Nell'ultima settimana ho avuto il tempo – tre ore trafugate alle incombenze quotidiane – di scrivere soltanto la bozza di alcune pagine di accompagnamento a cui una casa editrice mi ha gentilmente chiesto di pensare per il romanzo breve di un'autrice cilena. È un'opera che parla delle cicatrici dei sogni. I protagonisti sono poco più che bambini e i loro sogni sono le emissioni spettrali di una notte collettiva.
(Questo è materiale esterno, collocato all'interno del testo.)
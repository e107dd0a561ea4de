//! `WebAuthn` core types
//!
//! Wire shapes of the credentials a browser returns, plus the records the
//! caller stores between ceremonies. Binary members travel as base64url.

use serde::{Deserialize, Serialize};

/// Registration response from client
#[derive(Serialize, Deserialize, Debug, Clone)]
#[serde(rename_all = "camelCase")]
pub struct RegistrationCredential {
    pub id: String,     // Base64URL-encoded credential ID
    pub raw_id: String, // Base64URL-encoded raw credential ID
    pub response: AuthenticatorAttestationResponse,
    #[serde(default, skip_serializing_if = "Option::is_none")]
    pub client_extension_results: Option<serde_json::Value>,
    #[serde(rename = "type")]
    pub r#type: String, // Always "public-key"
}

/// Authentication response from client
#[derive(Serialize, Deserialize, Debug, Clone)]
#[serde(rename_all = "camelCase")]
pub struct AuthenticationCredential {
    pub id: String,     // Base64URL-encoded credential ID
    pub raw_id: String, // Base64URL-encoded raw credential ID
    pub response: AuthenticatorAssertionResponse,
    #[serde(default, skip_serializing_if = "Option::is_none")]
    pub client_extension_results: Option<serde_json::Value>,
    #[serde(rename = "type")]
    pub r#type: String, // Always "public-key"
}

/// Authenticator attestation response during registration
#[derive(Serialize, Deserialize, Debug, Clone)]
pub struct AuthenticatorAttestationResponse {
    #[serde(rename = "clientDataJSON")]
    pub client_data_json: String, // Base64URL-encoded client data JSON
    #[serde(rename = "attestationObject")]
    pub attestation_object: String, // Base64URL-encoded attestation object
}

/// Authenticator assertion response during authentication
#[derive(Serialize, Deserialize, Debug, Clone)]
pub struct AuthenticatorAssertionResponse {
    #[serde(rename = "clientDataJSON")]
    pub client_data_json: String, // Base64URL-encoded client data JSON
    #[serde(rename = "authenticatorData")]
    pub authenticator_data: String, // Base64URL-encoded authenticator data
    pub signature: String, // Base64URL-encoded signature
    #[serde(rename = "userHandle", default, skip_serializing_if = "Option::is_none")]
    pub user_handle: Option<String>, // Base64URL-encoded user handle
}

/// Credential record kept by the relying party after registration
#[derive(Serialize, Deserialize, Clone, Debug, PartialEq, Eq)]
pub struct StoredCredential {
    pub credential_id: Vec<u8>,
    /// COSE-encoded public key
    pub public_key: Vec<u8>,
    /// Last accepted signature counter
    pub counter: u32,
}

/// Outcome of a verified assertion
#[derive(Serialize, Deserialize, Clone, Copy, Debug, PartialEq, Eq)]
pub struct VerifiedAssertion {
    /// Counter reported by the authenticator; store it for the next ceremony
    pub sign_count: u32,
    pub user_verified: bool,
    pub backup_eligible: bool,
    pub backup_state: bool,
}

/// Authentication result
#[derive(Serialize, Deserialize, Clone, Debug, PartialEq, Eq)]
pub struct AuthenticationResult {
    pub credential_id: Vec<u8>,
    /// Updated signature counter
    pub counter: u32,
    pub user_verified: bool,
    pub backup_state: bool,
    /// User handle returned by the authenticator, if any
    pub user_handle: Option<Vec<u8>>,
}

#[cfg(test)]
mod tests {
    use super::*;

    #[test]
    fn test_registration_credential_wire_names() {
        let json = r#"{
            "id": "AQ",
            "rawId": "AQ",
            "type": "public-key",
            "response": {
                "clientDataJSON": "e30",
                "attestationObject": "oA"
            }
        }"#;
        let credential: RegistrationCredential = serde_json::from_str(json).unwrap();
        assert_eq!(credential.raw_id, "AQ");
        assert_eq!(credential.response.client_data_json, "e30");
        assert!(credential.client_extension_results.is_none());
    }

    #[test]
    fn test_authentication_credential_without_user_handle() {
        let json = r#"{
            "id": "AQ",
            "rawId": "AQ",
            "type": "public-key",
            "response": {
                "clientDataJSON": "e30",
                "authenticatorData": "AA",
                "signature": "AA"
            }
        }"#;
        let credential: AuthenticationCredential = serde_json::from_str(json).unwrap();
        assert!(credential.response.user_handle.is_none());
    }
}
Per il resto dei giorni appena passati ho respirato l'odore di reparti ospedalieri, viaggiato su mezzi pubblici stranamente poco affollati, ascoltato, per strada, frasi in lingue che all'improvviso sembravano più antiche e solenni, e ho pensato che la stanchezza e la mancanza di sonno mi avessero trasportato in una megalopoli fuori dal tempo.

Ho letto giornali, guardato trasmissioni, cercato articoli, ricevuto messaggi e telefonate, ho comprato medicine, ho letto libri per bambini, pochissime pagine di libri per adulti, ho resistito alla tentazione di riattivare un paio di profili social (non ne faccio uso da anni), sono rimasto in costante contatto con i colleghi della libreria di San Lorenzo dove lavoro. Nelle ultime due settimane abbiamo dovuto annullare gli eventi che permettono al fragile equilibrio del nostro commercio di prosperare. In compenso, mi dicono, stiamo vendendo buoni libri. Soprattutto pare ci sia un certo rinnovato interesse per i cosiddetti “libri che non si possono non leggere prima di morire”.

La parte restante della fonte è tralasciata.